La Convention EMMOD a contribué à la progression du droit de l’environnement qui est aujourd’hui codifié dans plus de trois cents traités multilatéraux : on citera les fameux protocoles de Montréal sur la couche d’ozone de 1990 et de Kyoto de 2005 sur les changements climatiques, ou encore l’accord de Paris sur le climat de 2015 signé lors de la COP 21. En parallèle de cette montée en puissance de la juridiction internationale sur les questions de respect de l’environnement, force est de constater que les armées majeures occidentales adoptent des politiques de développement durable partout où elles le peuvent. Cet état de fait s’explique à la fois pour des raisons de respect du droit international public et du DIH, mais aussi pour des questions de maîtrise de leur propre consommation énergétique et des dépendances induites par l’accès aux ressources énergétiques et minérales nécessaires à leur bon fonctionnement. Cette quête de maîtrise énergétique est donc devenue un enjeu majeur pour les armées françaises. Force est de rappeler que le ministère des armées (MINARM) françaises détient l’empreinte écologique la plus importante du pays étant à la fois le premier propriétaire foncier et le premier consommateur d’énergie de l’Etat. Soucieux de réduire son empreinte carbone, de participer à la protection de la biodiversité et de développer des sources d’énergies renouvelables, le MINARM a mis en place une stratégie énergétique de défense qui s’articule autour d’un triple objectif qui est celui de consommer sûr, mieux et moins. Cet objectif s’incarne notamment dans la stratégie ministérielle de performance énergétique (SMPE) de 2019-2023, laquelle vise notamment la mise en place d’un contrat de performance énergétique sur douze sites militaires majeurs, l’arrêt de toutes les chaufferies au fioul et au charbon et leur remplacement par des systèmes de production éco responsable, la mobilisation de deux mille hectares de terrain dans le cadre du développement du photovoltaïque, la mise en œuvre d’une production de biogaz et de valorisation de la biomasse sur le site des Ecoles de Coëtquidan.

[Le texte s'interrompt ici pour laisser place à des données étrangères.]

//! Currency code canonicalization and minor-unit rescaling.
//!
//! GBX (pence) quotations are rescaled to GBP. The same rescaling must be applied
//! to cash amounts and to prices embedded in trade descriptions, otherwise cost
//! basis and dividend totals drift apart.

/// Minor-unit codes and the (major code, divisor) they map to.
const MINOR_UNITS: &[(&str, &str, f64)] = &[("GBX", "GBP", 100.0)];

pub const DEFAULT_CURRENCY: &str = "EUR";

/// Uppercase and map minor-unit codes to their major currency.
pub fn normalize_currency_code(code: &str) -> String {
    let upper = code.trim().to_uppercase();
    match MINOR_UNITS.iter().find(|(minor, _, _)| *minor == upper) {
        Some((_, major, _)) => (*major).to_string(),
        None => upper,
    }
}

/// Rescale an amount quoted in a minor unit and return the major currency code.
///
/// Codes other than minor units pass through unchanged apart from case.
pub fn normalize_currency_amount(code: &str, amount: f64) -> (String, f64) {
    let upper = code.trim().to_uppercase();
    match MINOR_UNITS.iter().find(|(minor, _, _)| *minor == upper) {
        Some((_, major, divisor)) => ((*major).to_string(), amount / divisor),
        None => (upper, amount),
    }
}

/// True when `code` looks like an ISO 4217 code (three ASCII letters).
pub fn is_currency_code(code: &str) -> bool {
    code.len() == 3 && code.chars().all(|c| c.is_ascii_alphabetic())
}

#[cfg(test)]
mod tests {
    use super::*;

    #[test]
    fn code_is_uppercased() {
        assert_eq!(normalize_currency_code("usd"), "USD");
        assert_eq!(normalize_currency_code(" eur "), "EUR");
    }

    #[test]
    fn gbx_maps_to_gbp() {
        assert_eq!(normalize_currency_code("GBX"), "GBP");
        assert_eq!(normalize_currency_code("gbx"), "GBP");
    }

    #[test]
    fn gbx_amount_is_rescaled() {
        let (code, amount) = normalize_currency_amount("GBX", 12345.0);
        assert_eq!(code, "GBP");
        assert!((amount - 123.45).abs() < 1e-9);
    }

    #[test]
    fn other_amounts_pass_through() {
        let (code, amount) = normalize_currency_amount("usd", 12345.0);
        assert_eq!(code, "USD");
        assert_eq!(amount, 12345.0);
    }

    #[test]
    fn empty_code_stays_empty() {
        let (code, amount) = normalize_currency_amount("", 5.0);
        assert_eq!(code, "");
        assert_eq!(amount, 5.0);
    }

    #[test]
    fn currency_code_shape() {
        assert!(is_currency_code("EUR"));
        assert!(!is_currency_code("EURO"));
        assert!(!is_currency_code("E1R"));
    }
}
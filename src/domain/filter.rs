//! Row selection for reports. Derived views are always built from the full list.

use super::normalize::normalize_date_key;
use super::transaction::Transaction;

#[derive(Debug, Clone, Default, PartialEq)]
pub struct TransactionFilter {
    /// Case-insensitive substring of product or description.
    pub search: Option<String>,
    /// Description keyword, e.g. `compra` or `venta`.
    pub kind: Option<String>,
    /// `YYYY-MM` on the trade date.
    pub month: Option<String>,
}

fn non_empty_lower(value: &Option<String>) -> Option<String> {
    value
        .as_deref()
        .map(str::trim)
        .filter(|s| !s.is_empty())
        .map(str::to_lowercase)
}

impl TransactionFilter {
    pub fn is_empty(&self) -> bool {
        non_empty_lower(&self.search).is_none()
            && non_empty_lower(&self.kind).is_none()
            && non_empty_lower(&self.month).is_none()
    }

    pub fn matches(&self, tx: &Transaction) -> bool {
        let description = tx.description_lower();

        if let Some(term) = non_empty_lower(&self.search) {
            if !tx.product.to_lowercase().contains(&term) && !description.contains(&term) {
                return false;
            }
        }
        if let Some(kind) = non_empty_lower(&self.kind) {
            if !description.contains(&kind) {
                return false;
            }
        }
        if let Some(month) = non_empty_lower(&self.month) {
            if !normalize_date_key(&tx.date).starts_with(&month) {
                return false;
            }
        }
        true
    }

    pub fn apply<'a>(&self, transactions: &'a [Transaction]) -> Vec<&'a Transaction> {
        transactions.iter().filter(|tx| self.matches(tx)).collect()
    }
}

#[cfg(test)]
mod tests {
    use super::*;

    fn tx(date: &str, product: &str, description: &str) -> Transaction {
        Transaction {
            date: date.into(),
            product: product.into(),
            description: description.into(),
            ..Default::default()
        }
    }

    #[test]
    fn empty_filter_keeps_everything() {
        let txs = vec![tx("2024-01-01", "A", "x"), tx("2024-02-01", "B", "y")];
        let filter = TransactionFilter::default();
        assert!(filter.is_empty());
        assert_eq!(filter.apply(&txs).len(), 2);
    }

    #[test]
    fn search_kind_and_month() {
        let txs = vec![
            tx("2024-01-05", "Apple Inc", "Compra 1 Apple@1 USD"),
            tx("2024-02-05", "Apple Inc", "Venta 1 Apple@2 USD"),
            tx("2024-02-07", "Tesco", "Compra 3 Tesco@2 GBP"),
        ];

        let by_search = TransactionFilter {
            search: Some("APPLE".into()),
            ..Default::default()
        };
        assert_eq!(by_search.apply(&txs).len(), 2);

        let by_kind = TransactionFilter {
            kind: Some("compra".into()),
            ..Default::default()
        };
        assert_eq!(by_kind.apply(&txs).len(), 2);

        let combined = TransactionFilter {
            search: Some("apple".into()),
            kind: Some("venta".into()),
            month: Some("2024-02".into()),
        };
        let hits = combined.apply(&txs);
        assert_eq!(hits.len(), 1);
        assert_eq!(hits[0].date, "2024-02-05");
    }

    #[test]
    fn month_accepts_day_first_dates() {
        let txs = vec![tx("05-02-2024", "A", "x")];
        let filter = TransactionFilter {
            month: Some("2024-02".into()),
            ..Default::default()
        };
        assert_eq!(filter.apply(&txs).len(), 1);
    }
}
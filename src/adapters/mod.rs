//! Concrete adapter implementations for ports.

pub mod csv_adapter;
pub mod csv_report_adapter;
pub mod file_config_adapter;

Le MINARM entend aussi recourir plus largement aux carburants de nouvelle génération et développer l’usage de l’hybridation de ses véhicules de combat, dont notamment ses VBCI et une partie de son parc de blindés. L’actuelle guerre russo-ukrainienne ne fait que renforcer ce besoin d’indépendance accru en termes d’approvisionnement énergétique et illustre bien la compétition internationale à l’œuvre notamment dans les domaines du gaz et du pétrole. De facto, le MINARM entre dans un culture de la sobriété énergétique qui se traduira notamment par le renforcement de l’emploi de solutions numériques pour l’entraînement des forces partout où cela sera possible. L’enjeu de la gestion du Big Data n’est pas en reste dans cette recherche de l’efficience continue. Ainsi, le déploiement d’outil d’analyse et de suivi comme DATA NRJ 360 qui permet de mesurer et de suivre la consommation énergétique des bâtiments du MINARM  est aujourd’hui à l’œuvre. Enfin, les armées françaises sont également engagées dans des plans de préservation de la nature notamment dans le cadre du réseau Natura 2000 et la mise en œuvre de politique de gestion durable des espaces d’entraînement qui voit la promotion du pastoralisme, de la protection des abeilles, libellules et espèces d’arbres et essences rares  présentes sur les sites de préparation opérationnelle.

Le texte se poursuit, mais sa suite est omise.